The reply must contain all of the records, unchanged.

Saved data entries:
---------------
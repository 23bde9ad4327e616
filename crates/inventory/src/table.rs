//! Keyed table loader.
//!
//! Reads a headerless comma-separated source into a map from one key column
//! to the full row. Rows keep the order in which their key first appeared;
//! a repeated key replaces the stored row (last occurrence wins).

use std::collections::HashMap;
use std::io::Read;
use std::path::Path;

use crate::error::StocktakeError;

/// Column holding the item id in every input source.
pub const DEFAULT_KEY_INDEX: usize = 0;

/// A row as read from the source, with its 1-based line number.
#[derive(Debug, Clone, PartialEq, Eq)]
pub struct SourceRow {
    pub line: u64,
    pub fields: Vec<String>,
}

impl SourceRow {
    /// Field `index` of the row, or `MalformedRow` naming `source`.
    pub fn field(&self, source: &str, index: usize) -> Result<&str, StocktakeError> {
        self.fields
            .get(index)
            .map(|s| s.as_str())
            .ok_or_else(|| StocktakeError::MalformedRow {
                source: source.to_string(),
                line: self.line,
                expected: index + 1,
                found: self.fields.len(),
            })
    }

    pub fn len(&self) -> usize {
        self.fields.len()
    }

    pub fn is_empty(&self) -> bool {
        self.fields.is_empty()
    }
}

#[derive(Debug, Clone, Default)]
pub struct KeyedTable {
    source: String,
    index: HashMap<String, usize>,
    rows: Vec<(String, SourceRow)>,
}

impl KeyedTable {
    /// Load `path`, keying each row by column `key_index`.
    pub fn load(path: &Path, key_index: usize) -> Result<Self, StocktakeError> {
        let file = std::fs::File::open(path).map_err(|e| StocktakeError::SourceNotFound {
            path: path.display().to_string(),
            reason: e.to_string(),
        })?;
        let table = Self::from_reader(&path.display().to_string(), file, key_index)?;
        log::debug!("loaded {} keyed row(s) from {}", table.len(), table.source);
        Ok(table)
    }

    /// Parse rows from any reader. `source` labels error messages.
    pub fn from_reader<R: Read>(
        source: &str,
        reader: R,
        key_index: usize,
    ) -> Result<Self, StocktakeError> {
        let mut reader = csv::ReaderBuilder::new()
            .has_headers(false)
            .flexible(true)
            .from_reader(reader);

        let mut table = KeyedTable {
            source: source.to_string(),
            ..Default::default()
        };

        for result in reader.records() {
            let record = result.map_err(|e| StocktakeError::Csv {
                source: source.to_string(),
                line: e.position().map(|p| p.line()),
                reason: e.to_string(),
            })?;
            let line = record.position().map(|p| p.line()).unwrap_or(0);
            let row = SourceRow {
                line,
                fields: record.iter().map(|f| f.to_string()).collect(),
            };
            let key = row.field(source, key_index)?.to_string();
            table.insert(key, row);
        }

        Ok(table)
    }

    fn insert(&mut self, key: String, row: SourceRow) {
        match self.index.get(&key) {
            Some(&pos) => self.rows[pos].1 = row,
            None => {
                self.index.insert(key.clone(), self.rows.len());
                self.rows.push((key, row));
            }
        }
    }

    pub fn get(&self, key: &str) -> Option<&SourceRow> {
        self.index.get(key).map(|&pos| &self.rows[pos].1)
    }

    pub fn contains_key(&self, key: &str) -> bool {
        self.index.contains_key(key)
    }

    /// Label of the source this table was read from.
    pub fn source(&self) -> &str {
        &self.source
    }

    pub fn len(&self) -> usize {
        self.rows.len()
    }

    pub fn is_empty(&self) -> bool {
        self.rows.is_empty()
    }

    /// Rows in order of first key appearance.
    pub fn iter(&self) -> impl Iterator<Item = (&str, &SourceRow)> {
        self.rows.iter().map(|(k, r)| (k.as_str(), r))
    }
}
---------------
== TASK SOLUTION ==
repository 23bde9ad4327e616
filename crates/inventory/src/table.rs
//! Keyed table loader.
//!
//! Reads a headerless comma-separated source into a map from one key column
//! to the full row. Rows keep the order in which their key first appeared;
//! a repeated key replaces the stored row (last occurrence wins).

use std::collections::HashMap;
use std::io::Read;
use std::path::Path;

use crate::error::StocktakeError;

/// Column holding the item id in every input source.
pub const DEFAULT_KEY_INDEX: usize = 0;

/// A row as read from the source, with its 1-based line number.
#[derive(Debug, Clone, PartialEq, Eq)]
pub struct SourceRow {
    pub line: u64,
    pub fields: Vec<String>,
}

impl SourceRow {
    /// Field `index` of the row, or `MalformedRow` naming `source`.
    pub fn field(&self, source: &str, index: usize) -> Result<&str, StocktakeError> {
        self.fields
            .get(index)
            .map(|s| s.as_str())
            .ok_or_else(|| StocktakeError::MalformedRow {
                source: source.to_string(),
                line: self.line,
                expected: index + 1,
                found: self.fields.len(),
            })
    }

    pub fn len(&self) -> usize {
        self.fields.len()
    }

    pub fn is_empty(&self) -> bool {
        self.fields.is_empty()
    }
}

#[derive(Debug, Clone, Default)]
pub struct KeyedTable {
    source: String,
    index: HashMap<String, usize>,
    rows: Vec<(String, SourceRow)>,
}

impl KeyedTable {
    /// Load `path`, keying each row by column `key_index`.
    pub fn load(path: &Path, key_index: usize) -> Result<Self, StocktakeError> {
        let file = std::fs::File::open(path).map_err(|e| StocktakeError::SourceNotFound {
            path: path.display().to_string(),
            reason: e.to_string(),
        })?;
        let table = Self::from_reader(&path.display().to_string(), file, key_index)?;
        log::debug!("loaded {} keyed row(s) from {}", table.len(), table.source);
        Ok(table)
    }

    /// Parse rows from any reader. `source` labels error messages.
    pub fn from_reader<R: Read>(
        source: &str,
        reader: R,
        key_index: usize,
    ) -> Result<Self, StocktakeError> {
        let mut reader = csv::ReaderBuilder::new()
            .has_headers(false)
            .flexible(true)
            .from_reader(reader);

        let mut table = KeyedTable {
            source: source.to_string(),
            ..Default::default()
        };

        for result in reader.records() {
            let record = result.map_err(|e| StocktakeError::Csv {
                source: source.to_string(),
                line: e.position().map(|p| p.line()),
                reason: e.to_string(),
            })?;
            let line = record.position().map(|p| p.line()).unwrap_or(0);
            let row = SourceRow {
                line,
                fields: record.iter().map(|f| f.to_string()).collect(),
            };
            let key = row.field(source, key_index)?.to_string();
            table.insert(key, row);
        }

        Ok(table)
    }

    fn insert(&mut self, key: String, row: SourceRow) {
        match self.index.get(&key) {
            Some(&pos) => self.rows[pos].1 = row,
            None => {
                self.index.insert(key.clone(), self.rows.len());
                self.rows.push((key, row));
            }
        }
    }

    pub fn get(&self, key: &str) -> Option<&SourceRow> {
        self.index.get(key).map(|&pos| &self.rows[pos].1)
    }

    pub fn contains_key(&self, key: &str) -> bool {
        self.index.contains_key(key)
    }

    /// Label of the source this table was read from.
    pub fn source(&self) -> &str {
        &self.source
    }

    pub fn len(&self) -> usize {
        self.rows.len()
    }

    pub fn is_empty(&self) -> bool {
        self.rows.is_empty()
    }

    /// Rows in order of first key appearance.
    pub fn iter(&self) -> impl Iterator<Item = (&str, &SourceRow)> {
        self.rows.iter().map(|(k, r)| (k.as_str(), r))
    }
}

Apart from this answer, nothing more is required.